'''

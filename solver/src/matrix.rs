//! Dense row-major `f64` matrices and borrowed rectangular views.
//!
//! Storage is a single `Vec<f64>` of length `rows * cols`; element (i, j)
//! lives at `i * cols + j`. A [`MatrixView`] borrows a rectangular block of
//! a parent matrix without copying, which is how the solver reads the
//! transient block Q out of the full transition matrix.

use std::ops::{Index, IndexMut};

use crate::error::LinalgError;

#[derive(Clone, Debug, PartialEq)]
pub struct Matrix {
    rows: usize,
    cols: usize,
    data: Vec<f64>,
}

impl Matrix {
    pub fn zeros(rows: usize, cols: usize) -> Self {
        Self {
            rows,
            cols,
            data: vec![0.0; rows * cols],
        }
    }

    pub fn identity(n: usize) -> Self {
        let mut m = Self::zeros(n, n);
        for i in 0..n {
            m.data[i * n + i] = 1.0;
        }
        m
    }

    /// Build from nested rows. All rows must have the same length.
    pub fn from_rows(rows: &[Vec<f64>]) -> Result<Self, LinalgError> {
        let cols = rows.first().map_or(0, Vec::len);
        let mut data = Vec::with_capacity(rows.len() * cols);
        for row in rows {
            if row.len() != cols {
                return Err(LinalgError::DimensionMismatch {
                    expected: cols,
                    actual: row.len(),
                });
            }
            data.extend_from_slice(row);
        }
        Ok(Self {
            rows: rows.len(),
            cols,
            data,
        })
    }

    #[inline]
    pub fn rows(&self) -> usize {
        self.rows
    }

    #[inline]
    pub fn cols(&self) -> usize {
        self.cols
    }

    #[inline]
    pub fn is_square(&self) -> bool {
        self.rows == self.cols
    }

    #[inline]
    pub fn row(&self, i: usize) -> &[f64] {
        &self.data[i * self.cols..(i + 1) * self.cols]
    }

    #[inline]
    pub fn row_mut(&mut self, i: usize) -> &mut [f64] {
        &mut self.data[i * self.cols..(i + 1) * self.cols]
    }

    pub fn row_sum(&self, i: usize) -> f64 {
        self.row(i).iter().sum()
    }

    /// Swap rows `a` and `b` in place.
    pub fn swap_rows(&mut self, a: usize, b: usize) {
        if a == b {
            return;
        }
        let (lo, hi) = if a < b { (a, b) } else { (b, a) };
        let (head, tail) = self.data.split_at_mut(hi * self.cols);
        head[lo * self.cols..(lo + 1) * self.cols].swap_with_slice(&mut tail[..self.cols]);
    }

    /// Borrow the block starting at (`row0`, `col0`) with the given shape.
    ///
    /// Panics if the block does not fit inside the matrix.
    pub fn view(&self, row0: usize, col0: usize, rows: usize, cols: usize) -> MatrixView<'_> {
        assert!(
            row0 + rows <= self.rows && col0 + cols <= self.cols,
            "view {}x{} at ({}, {}) exceeds {}x{} matrix",
            rows,
            cols,
            row0,
            col0,
            self.rows,
            self.cols
        );
        MatrixView {
            parent: self,
            row0,
            col0,
            rows,
            cols,
        }
    }

    /// Elementwise `self -= other`.
    pub fn sub_assign_view(&mut self, other: &MatrixView<'_>) -> Result<(), LinalgError> {
        if other.rows() != self.rows {
            return Err(LinalgError::DimensionMismatch {
                expected: self.rows,
                actual: other.rows(),
            });
        }
        if other.cols() != self.cols {
            return Err(LinalgError::DimensionMismatch {
                expected: self.cols,
                actual: other.cols(),
            });
        }
        for i in 0..self.rows {
            let src = other.row(i);
            for (dst, &q) in self.row_mut(i).iter_mut().zip(src) {
                *dst -= q;
            }
        }
        Ok(())
    }

    /// `self * v`.
    pub fn mul_vec(&self, v: &[f64]) -> Result<Vec<f64>, LinalgError> {
        if v.len() != self.cols {
            return Err(LinalgError::DimensionMismatch {
                expected: self.cols,
                actual: v.len(),
            });
        }
        Ok((0..self.rows)
            .map(|i| self.row(i).iter().zip(v).map(|(a, b)| a * b).sum())
            .collect())
    }

    /// `vᵀ * self`: propagates a row distribution one step through a transition matrix.
    pub fn vec_mul(&self, v: &[f64]) -> Result<Vec<f64>, LinalgError> {
        if v.len() != self.rows {
            return Err(LinalgError::DimensionMismatch {
                expected: self.rows,
                actual: v.len(),
            });
        }
        let mut out = vec![0.0; self.cols];
        for (i, &p) in v.iter().enumerate() {
            if p == 0.0 {
                continue;
            }
            for (o, &t) in out.iter_mut().zip(self.row(i)) {
                *o += p * t;
            }
        }
        Ok(out)
    }
}

impl Index<(usize, usize)> for Matrix {
    type Output = f64;

    #[inline]
    fn index(&self, (i, j): (usize, usize)) -> &f64 {
        debug_assert!(i < self.rows && j < self.cols);
        &self.data[i * self.cols + j]
    }
}

impl IndexMut<(usize, usize)> for Matrix {
    #[inline]
    fn index_mut(&mut self, (i, j): (usize, usize)) -> &mut f64 {
        debug_assert!(i < self.rows && j < self.cols);
        &mut self.data[i * self.cols + j]
    }
}

/// Read-only rectangular block of a [`Matrix`].
#[derive(Clone, Copy, Debug)]
pub struct MatrixView<'a> {
    parent: &'a Matrix,
    row0: usize,
    col0: usize,
    rows: usize,
    cols: usize,
}

impl<'a> MatrixView<'a> {
    #[inline]
    pub fn rows(&self) -> usize {
        self.rows
    }

    #[inline]
    pub fn cols(&self) -> usize {
        self.cols
    }

    #[inline]
    pub fn get(&self, i: usize, j: usize) -> f64 {
        debug_assert!(i < self.rows && j < self.cols);
        self.parent[(self.row0 + i, self.col0 + j)]
    }

    #[inline]
    pub fn row(&self, i: usize) -> &'a [f64] {
        let full = self.parent.row(self.row0 + i);
        &full[self.col0..self.col0 + self.cols]
    }
}

#[cfg(test)]
mod tests {
    use super::*;

    fn sample() -> Matrix {
        Matrix::from_rows(&[
            vec![1.0, 2.0, 3.0],
            vec![4.0, 5.0, 6.0],
            vec![7.0, 8.0, 9.0],
        ])
        .unwrap()
    }

    #[test]
    fn test_identity() {
        let m = Matrix::identity(4);
        for i in 0..4 {
            for j in 0..4 {
                assert_eq!(m[(i, j)], if i == j { 1.0 } else { 0.0 });
            }
        }
    }

    #[test]
    fn test_from_rows_ragged() {
        let err = Matrix::from_rows(&[vec![1.0, 2.0], vec![3.0]]).unwrap_err();
        assert_eq!(
            err,
            LinalgError::DimensionMismatch {
                expected: 2,
                actual: 1
            }
        );
    }

    #[test]
    fn test_view_reads_block() {
        let m = sample();
        let v = m.view(1, 1, 2, 2);
        assert_eq!(v.get(0, 0), 5.0);
        assert_eq!(v.get(1, 1), 9.0);
        assert_eq!(v.row(1), &[8.0, 9.0]);
        assert_eq!(v.row(0), &[5.0, 6.0]);
        assert_eq!((v.rows(), v.cols()), (2, 2));
    }

    #[test]
    #[should_panic]
    fn test_view_out_of_bounds() {
        let m = sample();
        let _ = m.view(2, 0, 2, 3);
    }

    #[test]
    fn test_identity_minus_view() {
        let m = sample();
        let mut id = Matrix::identity(2);
        id.sub_assign_view(&m.view(0, 0, 2, 2)).unwrap();
        assert_eq!(
            id,
            Matrix::from_rows(&[vec![0.0, -2.0], vec![-4.0, -4.0]]).unwrap()
        );
    }

    #[test]
    fn test_swap_rows() {
        let mut m = sample();
        m.swap_rows(2, 0);
        assert_eq!(m.row(0), &[7.0, 8.0, 9.0]);
        assert_eq!(m.row(2), &[1.0, 2.0, 3.0]);
        m.swap_rows(1, 1);
        assert_eq!(m.row(1), &[4.0, 5.0, 6.0]);
    }

    #[test]
    fn test_mul_vec_and_vec_mul() {
        let m = sample();
        assert_eq!(m.mul_vec(&[1.0, 1.0, 1.0]).unwrap(), vec![6.0, 15.0, 24.0]);
        assert_eq!(m.vec_mul(&[1.0, 0.0, 1.0]).unwrap(), vec![8.0, 10.0, 12.0]);
        assert!(m.mul_vec(&[1.0]).is_err());
    }
}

'''

AIM OF THE EXERCISE.
Your response should be made up of the lines in the data that contain the word "Result".

YOUR SOLUTION.
    pub fn from_rows(rows: &[Vec<f64>]) -> Result<Self, LinalgError> {
    pub fn sub_assign_view(&mut self, other: &MatrixView<'_>) -> Result<(), LinalgError> {
    pub fn mul_vec(&self, v: &[f64]) -> Result<Vec<f64>, LinalgError> {
    pub fn vec_mul(&self, v: &[f64]) -> Result<Vec<f64>, LinalgError> {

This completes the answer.